Collected data entries
==================================================

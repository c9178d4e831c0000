//! Employee model and related types

use chrono::{DateTime, Utc};
use serde::{Deserialize, Serialize};
use sqlx::FromRow;
use utoipa::{IntoParams, ToSchema};
use validator::Validate;

/// Employee record from database
#[derive(Debug, Clone, Serialize, Deserialize, FromRow, ToSchema)]
pub struct Employee {
    pub id: i32,
    pub name: String,
    pub email: Option<String>,
    /// Company registration / badge number
    pub registration_number: Option<String>,
    pub department_id: Option<i32>,
    pub position: Option<String>,
    pub is_active: bool,
    pub crea_date: Option<DateTime<Utc>>,
    pub modif_date: Option<DateTime<Utc>>,
}

/// Create employee request
#[derive(Debug, Deserialize, Validate, ToSchema)]
pub struct CreateEmployee {
    #[validate(length(min = 1, message = "Name is required"))]
    pub name: String,
    #[validate(email(message = "Invalid email format"))]
    pub email: Option<String>,
    pub registration_number: Option<String>,
    pub department_id: Option<i32>,
    pub position: Option<String>,
}

/// Update employee request
#[derive(Debug, Deserialize, Validate, ToSchema)]
pub struct UpdateEmployee {
    pub name: Option<String>,
    #[validate(email(message = "Invalid email format"))]
    pub email: Option<String>,
    pub registration_number: Option<String>,
    pub department_id: Option<i32>,
    pub position: Option<String>,
    pub is_active: Option<bool>,
}

/// Employee list filters
#[derive(Debug, Deserialize, IntoParams, ToSchema)]
pub struct EmployeeQuery {
    pub name: Option<String>,
    pub department_id: Option<i32>,
    pub active: Option<bool>,
}
//! Accounting classification models

use serde::{Deserialize, Serialize};
use sqlx::FromRow;
use utoipa::ToSchema;
use validator::Validate;

/// Chart-of-accounts entry used to classify capitalized assets
#[derive(Debug, Clone, Serialize, Deserialize, FromRow, ToSchema)]
pub struct AccountingAccount {
    pub id: i32,
    pub code: String,
    pub name: String,
    pub notes: Option<String>,
}

/// Create accounting account request
#[derive(Debug, Deserialize, Validate, ToSchema)]
pub struct CreateAccount {
    #[validate(length(min = 1, message = "Code is required"))]
    pub code: String,
    #[validate(length(min = 1, message = "Name is required"))]
    pub name: String,
    pub notes: Option<String>,
}

/// Update accounting account request
#[derive(Debug, Deserialize, ToSchema)]
pub struct UpdateAccount {
    pub code: Option<String>,
    pub name: Option<String>,
    pub notes: Option<String>,
}

/// Per-asset-type accounting defaults
#[derive(Debug, Clone, Serialize, Deserialize, FromRow, ToSchema)]
pub struct AssetTypeConfig {
    pub id: i32,
    pub type_name: String,
    pub account_code: Option<String>,
    pub useful_life_months: Option<i32>,
    pub notes: Option<String>,
}

/// Create asset type config request
#[derive(Debug, Deserialize, Validate, ToSchema)]
pub struct CreateAssetTypeConfig {
    #[validate(length(min = 1, message = "Type name is required"))]
    pub type_name: String,
    pub account_code: Option<String>,
    pub useful_life_months: Option<i32>,
    pub notes: Option<String>,
}

/// Update asset type config request
#[derive(Debug, Deserialize, ToSchema)]
pub struct UpdateAssetTypeConfig {
    pub type_name: Option<String>,
    pub account_code: Option<String>,
    pub useful_life_months: Option<i32>,
    pub notes: Option<String>,
}
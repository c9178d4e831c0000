//! Business logic services

pub mod accounting;
pub mod assets;
pub mod audits;
pub mod auth;
pub mod companies;
pub mod departments;
pub mod documents;
pub mod employees;
pub mod maintenance;
pub mod notify;
pub mod purchase;
pub mod requests;
pub mod settings;
pub mod stats;
pub mod workbook;

use crate::{
    config::{AuthConfig, NotificationsConfig},
    error::AppResult,
    repository::Repository,
};

/// Container for all services
#[derive(Clone)]
pub struct Services {
    pub auth: auth::AuthService,
    pub assets: assets::AssetsService,
    pub employees: employees::EmployeesService,
    pub departments: departments::DepartmentsService,
    pub requests: requests::RequestsService,
    pub purchase: purchase::PurchaseService,
    pub maintenance: maintenance::MaintenanceService,
    pub audits: audits::AuditsService,
    pub accounting: accounting::AccountingService,
    pub companies: companies::CompaniesService,
    pub stats: stats::StatsService,
    pub settings: settings::SettingsService,
    pub documents: documents::DocumentsService,
    pub workbook: workbook::WorkbookService,
}

impl Services {
    /// Create all services with the given repository
    pub fn new(
        repository: Repository,
        auth_config: AuthConfig,
        notifications_config: NotificationsConfig,
    ) -> AppResult<Self> {
        let notify = notify::NotifyService::new(notifications_config);
        let accounting = accounting::AccountingService::new(repository.clone());
        Ok(Self {
            auth: auth::AuthService::new(repository.clone(), auth_config),
            assets: assets::AssetsService::new(repository.clone()),
            employees: employees::EmployeesService::new(repository.clone()),
            departments: departments::DepartmentsService::new(repository.clone()),
            requests: requests::RequestsService::new(repository.clone()),
            purchase: purchase::PurchaseService::new(repository.clone()),
            maintenance: maintenance::MaintenanceService::new(repository.clone(), notify),
            audits: audits::AuditsService::new(repository.clone()),
            accounting: accounting.clone(),
            companies: companies::CompaniesService::new(repository.clone()),
            stats: stats::StatsService::new(repository.clone()),
            settings: settings::SettingsService::new(repository.clone()),
            documents: documents::DocumentsService::new(repository.clone()),
            workbook: workbook::WorkbookService::new(repository, accounting),
        })
    }
}
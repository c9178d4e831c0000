//! Dashboard statistics endpoint

use axum::{extract::State, Json};

use crate::{error::AppResult, services::stats::DashboardStats, AppState};

use super::AuthenticatedUser;

/// Inventory dashboard counters
#[utoipa::path(
    get,
    path = "/stats",
    tag = "stats",
    security(("bearer_auth" = [])),
    responses(
        (status = 200, description = "Dashboard statistics", body = DashboardStats)
    )
)]
pub async fn dashboard_stats(
    State(state): State<AppState>,
    AuthenticatedUser(claims): AuthenticatedUser,
) -> AppResult<Json<DashboardStats>> {
    claims.require_read()?;
    let stats = state.services.stats.dashboard().await?;
    Ok(Json(stats))
}
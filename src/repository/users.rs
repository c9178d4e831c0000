//! User accounts repository

use chrono::Utc;
use sqlx::{Pool, Postgres};

use crate::{
    error::{AppError, AppResult},
    models::user::{CreateUser, Role, UpdateUser, UserAccount},
};

#[derive(Clone)]
pub struct UsersRepository {
    pool: Pool<Postgres>,
}

impl UsersRepository {
    pub fn new(pool: Pool<Postgres>) -> Self {
        Self { pool }
    }

    /// List all user accounts
    pub async fn list(&self) -> AppResult<Vec<UserAccount>> {
        let rows = sqlx::query_as::<_, UserAccount>("SELECT * FROM users ORDER BY login")
            .fetch_all(&self.pool)
            .await?;
        Ok(rows)
    }

    /// Get user by ID
    pub async fn get_by_id(&self, id: i32) -> AppResult<UserAccount> {
        sqlx::query_as::<_, UserAccount>("SELECT * FROM users WHERE id = $1")
            .bind(id)
            .fetch_optional(&self.pool)
            .await?
            .ok_or_else(|| AppError::NotFound(format!("User {} not found", id)))
    }

    /// Get user by login
    pub async fn get_by_login(&self, login: &str) -> AppResult<Option<UserAccount>> {
        let row = sqlx::query_as::<_, UserAccount>("SELECT * FROM users WHERE login = $1")
            .bind(login)
            .fetch_optional(&self.pool)
            .await?;
        Ok(row)
    }

    /// Create user with an already-hashed password
    pub async fn create(&self, data: &CreateUser, password_hash: &str) -> AppResult<UserAccount> {
        let existing = self.get_by_login(&data.login).await?;
        if existing.is_some() {
            return Err(AppError::Conflict(format!(
                "Login '{}' already exists",
                data.login
            )));
        }

        let row = sqlx::query_as::<_, UserAccount>(
            r#"
            INSERT INTO users (login, password, name, email, role, can_approve, can_execute)
            VALUES ($1, $2, $3, $4, $5, $6, $7)
            RETURNING *
            "#,
        )
        .bind(&data.login)
        .bind(password_hash)
        .bind(&data.name)
        .bind(&data.email)
        .bind(data.role.unwrap_or(Role::Viewer))
        .bind(data.can_approve.unwrap_or(false))
        .bind(data.can_execute.unwrap_or(false))
        .fetch_one(&self.pool)
        .await?;
        Ok(row)
    }

    /// Update user; `password_hash` replaces the stored credential when set
    pub async fn update(
        &self,
        id: i32,
        data: &UpdateUser,
        password_hash: Option<String>,
    ) -> AppResult<UserAccount> {
        let now = Utc::now();
        let mut sets = vec!["modif_date = $1".to_string()];
        let mut idx = 2;

        macro_rules! add_field {
            ($field:expr, $name:expr) => {
                if $field.is_some() {
                    sets.push(format!("{} = ${}", $name, idx));
                    idx += 1;
                }
            };
        }

        add_field!(data.login, "login");
        add_field!(password_hash, "password");
        add_field!(data.name, "name");
        add_field!(data.email, "email");
        add_field!(data.role, "role");
        add_field!(data.can_approve, "can_approve");
        add_field!(data.can_execute, "can_execute");
        add_field!(data.is_active, "is_active");

        let query = format!(
            "UPDATE users SET {} WHERE id = {} RETURNING *",
            sets.join(", "),
            id
        );

        let mut builder = sqlx::query_as::<_, UserAccount>(&query).bind(now);

        macro_rules! bind_field {
            ($field:expr) => {
                if let Some(ref val) = $field {
                    builder = builder.bind(val);
                }
            };
        }

        bind_field!(data.login);
        bind_field!(password_hash);
        bind_field!(data.name);
        bind_field!(data.email);
        bind_field!(data.role);
        bind_field!(data.can_approve);
        bind_field!(data.can_execute);
        bind_field!(data.is_active);

        builder
            .fetch_optional(&self.pool)
            .await?
            .ok_or_else(|| AppError::NotFound(format!("User {} not found", id)))
    }

    /// Replace the stored password hash (plaintext migration on login)
    pub async fn set_password(&self, id: i32, password_hash: &str) -> AppResult<()> {
        sqlx::query("UPDATE users SET password = $1, modif_date = $2 WHERE id = $3")
            .bind(password_hash)
            .bind(Utc::now())
            .bind(id)
            .execute(&self.pool)
            .await?;
        Ok(())
    }

    /// Delete user
    pub async fn delete(&self, id: i32) -> AppResult<()> {
        let result = sqlx::query("DELETE FROM users WHERE id = $1")
            .bind(id)
            .execute(&self.pool)
            .await?;
        if result.rows_affected() == 0 {
            return Err(AppError::NotFound(format!("User {} not found", id)));
        }
        Ok(())
    }
}
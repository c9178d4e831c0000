//! OpenAPI documentation

use axum::Router;
use utoipa::OpenApi;
use utoipa_swagger_ui::SwaggerUi;

use crate::api::{
    accounting, assets, audits, auth, companies, departments, documents, employees, health,
    maintenance, requests, settings, stats, users,
};

#[derive(OpenApi)]
#[openapi(
    info(
        title = "AssetTrack Pro API",
        version = "1.0.0",
        description = "IT asset inventory and lifecycle management REST API",
        contact(name = "AssetTrack Team", email = "contato@assettrack.dev")
    ),
    servers(
        (url = "/api/v1", description = "API v1")
    ),
    paths(
        // Health
        health::health_check,
        health::readiness_check,
        // Auth
        auth::login,
        auth::me,
        // Assets
        assets::list_assets,
        assets::get_asset,
        assets::create_asset,
        assets::update_asset,
        assets::delete_asset,
        assets::assign_asset,
        assets::unassign_asset,
        assets::write_off_asset,
        // Employees
        employees::list_employees,
        employees::get_employee,
        employees::create_employee,
        employees::update_employee,
        employees::delete_employee,
        // Departments
        departments::list_departments,
        departments::get_department,
        departments::create_department,
        departments::update_department,
        departments::delete_department,
        // Requests
        requests::list_requests,
        requests::get_request,
        requests::create_request,
        requests::create_direct_purchase,
        requests::update_request,
        requests::delete_request,
        requests::approve_request,
        requests::prepare_request,
        requests::deliver_request,
        requests::cancel_request,
        requests::reconcile_request,
        // Purchase fulfillment
        requests::mark_purchase_order,
        requests::set_quotation,
        requests::approve_quotation,
        requests::authorize_order,
        requests::mark_purchased,
        requests::finalize_receipt,
        requests::link_asset,
        // Maintenance
        maintenance::list_tickets,
        maintenance::get_ticket,
        maintenance::list_by_asset,
        maintenance::open_ticket,
        maintenance::close_ticket,
        // Audits
        audits::list_audits,
        audits::get_audit,
        audits::create_audit,
        audits::add_entry,
        audits::close_audit,
        // Users
        users::list_users,
        users::get_user,
        users::create_user,
        users::update_user,
        users::delete_user,
        // Accounting
        accounting::list_accounts,
        accounting::get_account,
        accounting::create_account,
        accounting::update_account,
        accounting::delete_account,
        accounting::list_type_configs,
        accounting::create_type_config,
        accounting::update_type_config,
        accounting::delete_type_config,
        // Companies
        companies::list_companies,
        companies::get_company,
        companies::create_company,
        companies::update_company,
        companies::set_default_company,
        companies::delete_company,
        // Stats
        stats::dashboard_stats,
        // Settings
        settings::get_settings,
        settings::update_settings,
        // Documents
        documents::responsibility_term,
        documents::asset_labels,
        documents::export_workbook,
        documents::import_workbook,
    ),
    components(
        schemas(
            // Auth
            crate::models::user::LoginRequest,
            crate::models::user::LoginResponse,
            // Assets
            crate::models::asset::Asset,
            crate::models::asset::AssetStatus,
            crate::models::asset::HistoryEntry,
            crate::models::asset::CreateAsset,
            crate::models::asset::UpdateAsset,
            crate::models::asset::AssignAsset,
            assets::WriteOffRequest,
            // Employees
            crate::models::employee::Employee,
            crate::models::employee::CreateEmployee,
            crate::models::employee::UpdateEmployee,
            // Departments
            crate::models::department::Department,
            crate::models::department::CreateDepartment,
            crate::models::department::UpdateDepartment,
            // Requests
            crate::models::request::EquipmentRequest,
            crate::models::request::RequestDetails,
            crate::models::request::RequestStatus,
            crate::models::request::RequestItem,
            crate::models::request::PurchaseStatus,
            crate::models::request::Quotation,
            crate::models::request::CreateRequest,
            crate::models::request::UpdateRequest,
            crate::models::request::CreateDirectPurchase,
            crate::models::request::SetQuotation,
            crate::models::request::ApproveQuotation,
            crate::models::request::LinkAsset,
            crate::models::request::ReceiptData,
            crate::services::purchase::ReceiptResult,
            // Maintenance
            crate::models::maintenance::MaintenanceTicket,
            crate::models::maintenance::CreateMaintenance,
            crate::models::maintenance::CloseMaintenance,
            // Audits
            crate::models::audit::AuditSession,
            crate::models::audit::AuditStatus,
            crate::models::audit::AuditEntry,
            crate::models::audit::CreateAudit,
            crate::models::audit::CreateAuditEntry,
            // Users
            crate::models::user::UserAccount,
            crate::models::user::CreateUser,
            crate::models::user::UpdateUser,
            // Accounting
            crate::models::accounting::AccountingAccount,
            crate::models::accounting::CreateAccount,
            crate::models::accounting::UpdateAccount,
            crate::models::accounting::AssetTypeConfig,
            crate::models::accounting::CreateAssetTypeConfig,
            crate::models::accounting::UpdateAssetTypeConfig,
            // Companies
            crate::models::company::LegalEntity,
            crate::models::company::CreateLegalEntity,
            crate::models::company::UpdateLegalEntity,
            // Stats
            crate::services::stats::DashboardStats,
            crate::services::stats::AuditCoverage,
            crate::repository::assets::GroupCount,
            // Settings
            crate::models::settings::SystemConfig,
            crate::models::settings::UpdateSettings,
            // Documents
            crate::models::import_report::ImportReport,
            // Health
            health::HealthResponse,
            // Errors
            crate::error::ErrorResponse,
        )
    ),
    tags(
        (name = "health", description = "Health check endpoints"),
        (name = "auth", description = "Authentication endpoints"),
        (name = "assets", description = "Asset inventory management"),
        (name = "employees", description = "Employee registry"),
        (name = "departments", description = "Department registry"),
        (name = "requests", description = "Equipment requests"),
        (name = "purchase", description = "Purchase order fulfillment"),
        (name = "maintenance", description = "Maintenance tickets"),
        (name = "audits", description = "Physical audit sessions"),
        (name = "users", description = "User account administration"),
        (name = "accounting", description = "Accounting classification"),
        (name = "companies", description = "Legal entities"),
        (name = "stats", description = "Dashboard statistics"),
        (name = "settings", description = "System settings"),
        (name = "documents", description = "Document generation and workbook exchange")
    )
)]
pub struct ApiDoc;

/// Create the OpenAPI documentation router
pub fn create_openapi_router() -> Router {
    Router::new()
        .merge(SwaggerUi::new("/swagger-ui").url("/api-docs/openapi.json", ApiDoc::openapi()))
}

==================================================

#### WORK ITEM:
If a line in the data above holds the string "endpoints", report that line.

#### TASK OUTPUT:
        (name = "health", description = "Health check endpoints"),
        (name = "auth", description = "Authentication endpoints"),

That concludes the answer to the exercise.